I do this very often. My problem is that between the two commands, the previous program starts running. I need it not to. Is there any way to prevent this programmatically, and keep the MCU from booting between commands? I think maybe the RESET line would need to be held LOW?

Thanks for this tool! It is immensely helpful.

nabelekt avatar Mar 01 '24 19:03 nabelekt

Hi @nabelekt - unfortunately there is currently no way to prevent the MCU from running. A modern AVR does not always have a RESET line, and its also not known whether the debugger even has control over it. Since fuses are not erased by a chip erase on an AVR, is it an option to use the --erase command on the fuse write (after which the MCU will run NOPs) and then write the flash on the second command without --erase? Alternatively you could use an intel-hex tool to combine the fuses into the flash image...

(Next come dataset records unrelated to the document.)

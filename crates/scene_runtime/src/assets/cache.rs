//! Path-keyed asset cache with deferred destruction
//!
//! Every load is memoised by normalized path, after resolving guid references
//! through the [`AssetRegistry`]. Replaced textures and materials are not
//! destroyed on the spot: they go into a bounded [`RetirementQueue`] and are
//! only released once they fall off its end. Anything still shared when it
//! falls off is parked and retried on later retirements and on `clear`.

use std::collections::HashMap;
use std::sync::Arc;

use crate::config::MATERIAL_TEXTURE_SLOTS;

use super::factory::AssetFactory;
use super::registry::AssetRegistry;
use super::retirement::RetirementQueue;
use super::types::{MaterialAsset, MaterialData, MeshAsset, TextureAsset, TextureSlot};

/// A superseded resource waiting in the retirement queue
#[derive(Debug)]
pub enum Retired {
    /// Replaced texture
    Texture(Arc<TextureAsset>),
    /// Replaced material
    Material(Arc<MaterialAsset>),
}

/// Cache counters
#[derive(Debug, Clone, Copy, Default, PartialEq, Eq)]
pub struct CacheStats {
    /// Loads served from the cache
    pub hits: u64,
    /// Loads that reached the factory
    pub misses: u64,
    /// Factory loads that failed
    pub failures: u64,
    /// Resources handed to the retirement queue
    pub retired: u64,
    /// Textures released through the factory
    pub destroyed: u64,
}

/// Asset cache over a factory
pub struct AssetCache<F: AssetFactory> {
    factory: F,
    registry: AssetRegistry,
    models: HashMap<String, Arc<MeshAsset>>,
    materials: HashMap<String, Arc<MaterialAsset>>,
    textures: HashMap<String, Arc<TextureAsset>>,
    default_texture: Option<Arc<TextureAsset>>,
    retirement: RetirementQueue<Retired>,
    deferred: Vec<Retired>,
    stats: CacheStats,
}

impl<F: AssetFactory> AssetCache<F> {
    /// Create a cache with an empty registry
    pub fn new(factory: F, retirement_capacity: usize) -> Self {
        Self {
            factory,
            registry: AssetRegistry::new(),
            models: HashMap::new(),
            materials: HashMap::new(),
            textures: HashMap::new(),
            default_texture: None,
            retirement: RetirementQueue::new(retirement_capacity),
            deferred: Vec::new(),
            stats: CacheStats::default(),
        }
    }

    /// Replace the guid registry
    pub fn with_registry(mut self, registry: AssetRegistry) -> Self {
        self.registry = registry;
        self
    }

    /// Guid registry
    pub fn registry(&self) -> &AssetRegistry {
        &self.registry
    }

    /// Mutable guid registry
    pub fn registry_mut(&mut self) -> &mut AssetRegistry {
        &mut self.registry
    }

    /// Underlying factory
    pub fn factory(&self) -> &F {
        &self.factory
    }

    /// Mutable underlying factory
    pub fn factory_mut(&mut self) -> &mut F {
        &mut self.factory
    }

    /// Counters
    pub fn stats(&self) -> CacheStats {
        self.stats
    }

    /// Resources waiting for destruction
    pub fn retirement(&self) -> &RetirementQueue<Retired> {
        &self.retirement
    }

    /// Evicted resources whose destruction waits for outside owners
    pub fn deferred_len(&self) -> usize {
        self.deferred.len()
    }

    /// Cache key for a stored path or guid reference
    pub fn resolve_path(&self, stored: &str) -> String {
        self.registry.resolve(stored)
    }

    /// Reference to persist for a loaded asset path
    pub fn reference_for(&self, path: &str) -> String {
        self.registry.reference_for(path)
    }

    /// Load a mesh, resolving its part textures
    pub fn load_model(&mut self, path: &str) -> Option<Arc<MeshAsset>> {
        let key = self.resolve_path(path);
        if let Some(mesh) = self.models.get(&key) {
            self.stats.hits += 1;
            return Some(Arc::clone(mesh));
        }

        self.stats.misses += 1;
        let Some(mut mesh) = self.factory.load_model(&key) else {
            self.stats.failures += 1;
            log::warn!("Failed to load model '{}', object will have no geometry", key);
            return None;
        };

        mesh.texture = mesh.texture_path.clone().and_then(|p| self.load_texture(&p));
        for part in mesh.parts.iter_mut() {
            part.texture = part.texture_path.clone().and_then(|p| self.load_texture(&p));
        }

        log::debug!("Cached model '{}' ({} nodes, {} parts)", key, mesh.node_count(), mesh.parts.len());
        let mesh = Arc::new(mesh);
        self.models.insert(key, Arc::clone(&mesh));
        Some(mesh)
    }

    /// Load a material, resolving its texture slots
    pub fn load_material(&mut self, path: &str) -> Option<Arc<MaterialAsset>> {
        let key = self.resolve_path(path);
        if let Some(material) = self.materials.get(&key) {
            self.stats.hits += 1;
            return Some(Arc::clone(material));
        }

        self.stats.misses += 1;
        let Some(data) = self.factory.load_material_data(&key) else {
            self.stats.failures += 1;
            log::warn!("Failed to load material '{}'", key);
            return None;
        };

        let textures = self.resolve_material_textures(&data);
        let material = Arc::new(MaterialAsset::new(key.clone(), data, textures));
        log::debug!("Cached material '{}' (slots {:?})", key, material.texture_slots());
        self.materials.insert(key, Arc::clone(&material));
        Some(material)
    }

    /// Load a texture
    pub fn load_texture(&mut self, path: &str) -> Option<Arc<TextureAsset>> {
        let key = self.resolve_path(path);
        if let Some(texture) = self.textures.get(&key) {
            self.stats.hits += 1;
            return Some(Arc::clone(texture));
        }

        self.stats.misses += 1;
        let Some(texture) = self.factory.load_texture(&key) else {
            self.stats.failures += 1;
            log::warn!("Failed to load texture '{}', rendering untextured", key);
            return None;
        };

        let texture = Arc::new(texture);
        self.textures.insert(key, Arc::clone(&texture));
        Some(texture)
    }

    /// Texture bound when nothing else is
    pub fn default_texture(&mut self) -> Arc<TextureAsset> {
        if let Some(texture) = &self.default_texture {
            return Arc::clone(texture);
        }
        let texture = Arc::new(self.factory.default_texture());
        self.default_texture = Some(Arc::clone(&texture));
        texture
    }

    /// Create a fresh material and cache it under `path`
    ///
    /// A material previously cached under the same path is retired.
    pub fn create_material(&mut self, path: &str) -> Arc<MaterialAsset> {
        let key = self.resolve_path(path);
        let data = self.factory.create_material();
        let textures = self.resolve_material_textures(&data);
        let material = Arc::new(MaterialAsset::new(key.clone(), data, textures));

        if let Some(previous) = self.materials.insert(key, Arc::clone(&material)) {
            self.retire(Retired::Material(previous));
        }
        material
    }

    /// Persist a material description through the factory
    pub fn save_material(&mut self, path: &str, data: &MaterialData) -> bool {
        let key = self.resolve_path(path);
        let saved = self.factory.save_material(&key, data);
        if !saved {
            log::warn!("Failed to save material '{}'", key);
        }
        saved
    }

    /// Update a cached material in place
    ///
    /// Every slot whose resolved source path changed gets its new texture loaded and
    /// its old texture retired. Objects holding the material see the change
    /// on their next frame. Returns `false` if the material is not cached.
    pub fn update_material_from_data(&mut self, path: &str, data: MaterialData) -> bool {
        let key = self.resolve_path(path);
        let Some(material) = self.materials.get(&key).cloned() else {
            log::warn!("Cannot update material '{}': not loaded", key);
            return false;
        };

        let mut replaced = Vec::new();
        {
            let mut state = material.state_mut();
            for slot in TextureSlot::ALL {
                let index = slot.index();
                let old_key = state.data.textures[index].as_deref().map(|p| self.resolve_path(p));
                let new_key = data.textures[index].as_deref().map(|p| self.resolve_path(p));
                if old_key == new_key {
                    continue;
                }

                let texture = data.textures[index].as_deref().and_then(|p| self.load_texture(p));
                if let Some(old) = std::mem::replace(&mut state.textures[index], texture) {
                    replaced.push(old);
                }
                log::debug!("Material '{}' slot {:?} -> {:?}", key, slot, data.textures[index]);
            }
            state.data = data;
            state.revision += 1;
        }

        for old in replaced {
            self.retire(Retired::Texture(old));
        }
        true
    }

    /// Reload a material's description from the factory and apply it in place
    pub fn reload_material(&mut self, path: &str) -> bool {
        let key = self.resolve_path(path);
        match self.factory.load_material_data(&key) {
            Some(data) => self.update_material_from_data(&key, data),
            None => {
                log::warn!("Failed to reload material '{}', keeping cached version", key);
                false
            }
        }
    }

    /// Reload a cached texture, retiring the previous one
    ///
    /// Cached materials that referenced the old texture are repointed at the
    /// new one. Meshes keep the texture they were loaded with. On failure the
    /// cached texture stays in place.
    pub fn reload_texture(&mut self, path: &str) -> Option<Arc<TextureAsset>> {
        let key = self.resolve_path(path);
        let Some(texture) = self.factory.load_texture(&key) else {
            self.stats.failures += 1;
            log::warn!("Failed to reload texture '{}', keeping cached version", key);
            return None;
        };

        let texture = Arc::new(texture);
        if let Some(old) = self.textures.insert(key.clone(), Arc::clone(&texture)) {
            for material in self.materials.values() {
                let mut state = material.state_mut();
                let mut touched = false;
                for slot in state.textures.iter_mut() {
                    if matches!(slot, Some(current) if Arc::ptr_eq(current, &old)) {
                        *slot = Some(Arc::clone(&texture));
                        touched = true;
                    }
                }
                if touched {
                    state.revision += 1;
                }
            }
            self.retire(Retired::Texture(old));
        }

        log::debug!("Reloaded texture '{}' as {:?}", key, texture.id());
        Some(texture)
    }

    /// Number of cached models, materials and textures
    pub fn cached_counts(&self) -> (usize, usize, usize) {
        (self.models.len(), self.materials.len(), self.textures.len())
    }

    /// Drop every cached asset and drain the retirement queue
    ///
    /// Textures still referenced from outside the cache stay parked until a
    /// later `clear` or retirement finds them unshared.
    pub fn clear(&mut self) {
        let retired: Vec<Retired> = self.retirement.drain().collect();
        for item in retired {
            self.destroy(item);
        }

        self.models.clear();
        let materials: Vec<_> = self.materials.drain().map(|(_, m)| m).collect();
        for material in materials {
            self.destroy(Retired::Material(material));
        }

        let textures: Vec<_> = self.textures.drain().map(|(_, t)| t).collect();
        for texture in textures {
            self.destroy(Retired::Texture(texture));
        }
        if let Some(texture) = self.default_texture.take() {
            self.destroy(Retired::Texture(texture));
        }
        self.retry_deferred();
    }

    fn resolve_material_textures(
        &mut self,
        data: &MaterialData,
    ) -> [Option<Arc<TextureAsset>>; MATERIAL_TEXTURE_SLOTS] {
        let mut textures: [Option<Arc<TextureAsset>>; MATERIAL_TEXTURE_SLOTS] = Default::default();
        for slot in TextureSlot::ALL {
            textures[slot.index()] = data.texture(slot).and_then(|p| self.load_texture(p));
        }
        textures
    }

    fn retire(&mut self, item: Retired) {
        self.retry_deferred();
        self.stats.retired += 1;
        if let Some(evicted) = self.retirement.retire(item) {
            self.destroy(evicted);
        }
    }

    fn retry_deferred(&mut self) {
        if self.deferred.is_empty() {
            return;
        }
        let parked = std::mem::take(&mut self.deferred);
        for item in parked {
            self.destroy(item);
        }
    }

    fn destroy(&mut self, item: Retired) {
        match item {
            Retired::Texture(texture) => match Arc::try_unwrap(texture) {
                Ok(texture) => {
                    self.stats.destroyed += 1;
                    self.factory.destroy_texture(texture);
                }
                Err(texture) => {
                    log::debug!("Texture '{}' still referenced, deferring destruction", texture.path());
                    self.deferred.push(Retired::Texture(texture));
                }
            },
            Retired::Material(material) => match Arc::try_unwrap(material) {
                Ok(material) => {
                    let textures = std::mem::take(&mut material.state_mut().textures);
                    for texture in textures.into_iter().flatten() {
                        self.destroy(Retired::Texture(texture));
                    }
                }
                Err(material) => {
                    log::debug!("Material '{}' still referenced, deferring destruction", material.path());
                    self.deferred.push(Retired::Material(material));
                }
            },
        }
    }
}

impl<F: AssetFactory> Drop for AssetCache<F> {
    fn drop(&mut self) {
        self.clear();
        if !self.deferred.is_empty() {
            log::warn!("{} assets still shared when the cache was dropped", self.deferred.len());
        }
    }
}
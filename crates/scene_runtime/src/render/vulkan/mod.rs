//! Vulkan implementation of the backend traits
//!
//! A headless device is enough here: replicas are persistently mapped
//! host-visible storage buffers and bindings are descriptor sets pointing at
//! one replica plus one sampled image. Textures reach the device through
//! [`VulkanAssetFactory`]. Command submission and presentation are the
//! caller's business; [`VulkanBackend`] only collects draws.

pub mod asset_factory;
pub mod backend;
pub mod binding_pool;
pub mod buffer;
pub mod context;
pub mod descriptor_set;
pub mod replica_memory;
pub mod texture;

pub use asset_factory::VulkanAssetFactory;
pub use backend::VulkanBackend;
pub use binding_pool::VulkanBindingPool;
pub use buffer::Buffer;
pub use context::VulkanContext;
pub use descriptor_set::{DescriptorPool, DescriptorSetLayout, DescriptorSetLayoutBuilder, DescriptorSetWriter};
pub use replica_memory::VulkanReplicaMemory;
pub use texture::{GpuImage, TextureTable};

use ash::vk;
use thiserror::Error;

/// Vulkan-specific error types
#[derive(Error, Debug)]
pub enum VulkanError {
    /// General Vulkan API error with result code
    #[error("Vulkan API error: {0:?}")]
    Api(vk::Result),

    /// Resource with specified handle could not be found
    #[error("Resource not found: {id}")]
    ResourceNotFound {
        /// Raw handle of the resource
        id: u64,
    },

    /// Invalid operation attempted
    #[error("Invalid operation: {reason}")]
    InvalidOperation {
        /// Description of why the operation is invalid
        reason: String,
    },

    /// Vulkan context initialization failed
    #[error("Initialization failed: {0}")]
    InitializationFailed(String),

    /// No suitable memory type found for allocation
    #[error("No suitable memory type found")]
    NoSuitableMemoryType,
}

/// Result type for Vulkan operations
pub type VulkanResult<T> = Result<T, VulkanError>;

/// Find a memory type index with the required properties
pub(crate) fn find_memory_type(
    context: &VulkanContext,
    type_filter: u32,
    properties: vk::MemoryPropertyFlags,
) -> VulkanResult<u32> {
    let memory_properties = unsafe {
        context
            .instance()
            .get_physical_device_memory_properties(context.physical_device())
    };

    (0..memory_properties.memory_type_count)
        .find(|&i| {
            (type_filter & (1 << i)) != 0
                && memory_properties.memory_types[i as usize]
                    .property_flags
                    .contains(properties)
        })
        .ok_or(VulkanError::NoSuitableMemoryType)
}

xedbg avatar Mar 05 '24 08:03 xedbg

Thanks for the suggestion, @xedbg. I finally got around to giving it a go. I tried running this as my first command

pymcuprog write  --tool uart --uart /dev/ttyUSB0 --clk 230400 --device avr128da32 --memory fuses --offset 0x05 --literal 0xCC --erase

But that returned the error here:

Connecting to SerialUPDI
Pinging device...
Ping response: 1E9709
pymcuprog.pymcuprog_main - ERROR - Erase switch (--erase) is only supported when writing a hex file!

I figure I can do this instead:

pymcuprog erase  --tool uart --uart /dev/ttyUSB0 --clk 230400 --device avr128da32
pymcuprog write  --tool uart --uart /dev/ttyUSB0 --clk 230400 --device avr128da32 --memory fuses --offset 0x05 --literal 0xCC
pymcuprog write  --tool uart --uart /dev/ttyUSB0 --clk 230400 --device avr128da32 --filename 2_USART.hex

It makes the programming process longer than I'd like, but it does work. Any particular reason why we can't erase when writing fuses? Any other suggestions? Thanks!

nabelekt avatar Apr 11 '24 23:04 nabelekt

@nabelekt - I think we just did not consider this use-case when adding the --literal write. We can consider this as a feature-request going forward. Regarding programming 'speed' - have you tried tweaking the --uart-timeout TIMEOUT argument? This could at least reduce the initial handshake time.

xedbg avatar Apr 12 '24 06:04 xedbg

I think we just did not consider this use-case when adding the --literal write. We can consider this as a feature-request going forward.

Please do. It would also be great if we could write both fuses and a program in a single command.

Regarding programming 'speed' - have you tried tweaking the --uart-timeout TIMEOUT argument? This could at least reduce the initial handshake time.

This indeed does help quite a bit! --uart-timeout 0.1 on each command seems to be working well for me. Thank you!